缺口後方兩側民房早被提前打通牆洞,布置成交叉火力點。正麵臨時堆起沙袋、木板作掩體,士兵伏在後麵掐著手榴彈等待。
連長抓著一隻表,看著秒針。
“再近點,再近點……”
鬼子衝到五十米。
“現在!點火!”
幾十枚手榴彈幾乎同時扔出,空中劃出一片弧線,落在缺口附近。
連續爆炸。
煙火、碎片和肢體掀起一團團黑影。才剛衝入缺口的第一排鬼子幾乎被當場掀翻,慘叫聲不斷。
隨後步槍、機槍補刀。重機槍從斜角掃射,把試圖臥倒的鬼子一排排按在地上。川軍士兵端著三八大蓋,照著人影一頓點射。
“他娘的,端老子兄弟的城,看你還笑不笑!”
第一次衝鋒被打退。
第二次、第三次衝鋒接踵而至。
每次先炮火、機槍壓製,然後小股步兵往缺口衝。川軍不斷換班頂上,傷員從缺口後撤下來。有人拖著斷腿,有人捂著血糊糊的肩膀,嘴裡還嚷嚷“老子還能打!”
第四次、第五次衝鋒。
鬼子火力明顯加強,開始用擲彈筒直接往缺口裡丟,試圖打亂守軍布置。城內預備隊抽調一個排加入防守,缺口一線不斷有人倒下,又不斷有人補上。
有士兵因為扔手榴彈太晚,被炸翻回來。身邊的戰友撲過去幫他壓住傷口,還罵他“你個瓜娃子,下次數到三就扔!”
一個班長見鬼子快摸到沙袋前,一咬牙,抱著兩枚手榴彈翻身衝上去。整個人連同幾個鬼子一起被炸翻。
城內後方,衛生隊臨時把一間祠堂改成救護所。
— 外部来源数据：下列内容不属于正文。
//! Supported JSON-RPC methods
//!
//! Each method carries the fixed parameter list sent with every call.

use serde::{Deserialize, Serialize};
use serde_json::{json, Value};
use std::fmt;
use std::str::FromStr;

use super::RpcError;

/// Block tag used for `eth_getBlockByNumber`
pub const DEFAULT_BLOCK_TAG: &str = "latest";

/// Whether `eth_getBlockByNumber` asks for full transaction objects
pub const DEFAULT_FULL_TRANSACTIONS: bool = false;

/// JSON-RPC method under benchmark
#[derive(Clone, Copy, Debug, PartialEq, Eq, Hash, Serialize, Deserialize)]
pub enum RpcMethod {
    /// `eth_blockNumber` with no params
    #[serde(rename = "eth_blockNumber")]
    BlockNumber,
    /// `eth_getBlockByNumber` for the latest block header
    #[serde(rename = "eth_getBlockByNumber")]
    GetBlockByNumber,
}

impl RpcMethod {
    /// All supported methods
    pub fn all() -> Vec<RpcMethod> {
        vec![RpcMethod::BlockNumber, RpcMethod::GetBlockByNumber]
    }

    /// Wire name of the method
    pub fn name(&self) -> &'static str {
        match self {
            RpcMethod::BlockNumber => "eth_blockNumber",
            RpcMethod::GetBlockByNumber => "eth_getBlockByNumber",
        }
    }

    /// Fixed params sent with every call
    pub fn params(&self) -> Value {
        match self {
            RpcMethod::BlockNumber => json!([]),
            RpcMethod::GetBlockByNumber => json!([DEFAULT_BLOCK_TAG, DEFAULT_FULL_TRANSACTIONS]),
        }
    }

    /// Short human description
    pub fn description(&self) -> &'static str {
        match self {
            RpcMethod::BlockNumber => "Current block height",
            RpcMethod::GetBlockByNumber => "Latest block, transaction hashes only",
        }
    }
}

impl fmt::Display for RpcMethod {
    fn fmt(&self, f: &mut fmt::Formatter<'_>) -> fmt::Result {
        f.write_str(self.name())
    }
}

impl FromStr for RpcMethod {
    type Err = RpcError;

    fn from_str(s: &str) -> Result<Self, Self::Err> {
        match s.trim() {
            "eth_blockNumber" => Ok(RpcMethod::BlockNumber),
            "eth_getBlockByNumber" => Ok(RpcMethod::GetBlockByNumber),
            other => Err(RpcError::UnsupportedMethod(other.to_string())),
        }
    }
}

#[cfg(test)]
mod tests {
    use super::*;

    #[test]
    fn test_method_from_str() {
        assert_eq!(
            "eth_blockNumber".parse::<RpcMethod>().unwrap(),
            RpcMethod::BlockNumber
        );
        assert_eq!(
            " eth_getBlockByNumber ".parse::<RpcMethod>().unwrap(),
            RpcMethod::GetBlockByNumber
        );
        assert!("eth_call".parse::<RpcMethod>().is_err());
        assert!("ETH_BLOCKNUMBER".parse::<RpcMethod>().is_err());
    }

    #[test]
    fn test_method_params() {
        assert_eq!(RpcMethod::BlockNumber.params(), json!([]));
        assert_eq!(RpcMethod::GetBlockByNumber.params(), json!(["latest", false]));
    }

    #[test]
    fn test_method_serde_uses_wire_name() {
        let encoded = serde_json::to_string(&RpcMethod::GetBlockByNumber).unwrap();
        assert_eq!(encoded, "\"eth_getBlockByNumber\"");

        let decoded: RpcMethod = serde_json::from_str("\"eth_blockNumber\"").unwrap();
        assert_eq!(decoded, RpcMethod::BlockNumber);
    }
}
裡頭躺滿了剛從東關抬下來的弟兄,哀號聲和“忍到數三我再給你縫”的吼聲交織在一起。
五次總攻全部被擊退。
每次鬼子退卻,缺口前屍體越堆越厚,血水和融雪混成泥漿。川軍士兵疲憊靠在沙袋後,喘著粗氣,手上全是拉環拉到脫皮的印子。
一名排長粗聲大氣,
“奶奶的,鬼子這回怕是記住咱們這條命門了。”
通訊員急匆匆跑來,“連長,彈藥庫那邊說,再打這麼一輪,就要空倉了!”
鬼子前線指揮所裡,瀨穀啟也收到前沿報告後,臉色鐵青,拍桌子大罵敵人怎麼這麼頑強。
參謀建議同時把火力延伸到東門、城內街區,阻截增援。
瀨穀下達命令。第一、第二梯隊負責連續衝擊消耗敵人火力,第三梯隊則要在前兩梯隊掩護下,趁守軍換彈、手榴彈不足時,強行擠入缺口。
約莫下午五時,第六次總攻開始。
炮火再起。這次重點不同。東關缺口附近仍是主打點,但東門、城內幾處街巷也遭到炮火覆蓋,阻止預備隊靠近。城內通信線再度中斷,指揮調度出現混亂。
鬼子機槍火力在缺口兩側瘋狂掃射,把城頭上幾個探頭觀察的士兵當場打翻。
三梯隊步兵波浪式衝擊。
第一梯隊貼著地麵快速接近,逼迫守軍提前開火消耗彈藥。第二梯隊跟在後麵,利用前梯隊的屍體和坑洞作掩護,繼續往前蠕動。第三梯隊保持較遠距離,一旦前方火力有弱點,立刻跟上。
守軍彈藥緊張。手榴彈庫存明顯不夠,班長在口袋裡摸來摸去,隻剩下兩三枚。他罵了一句,“娘的,這回要看準了扔。”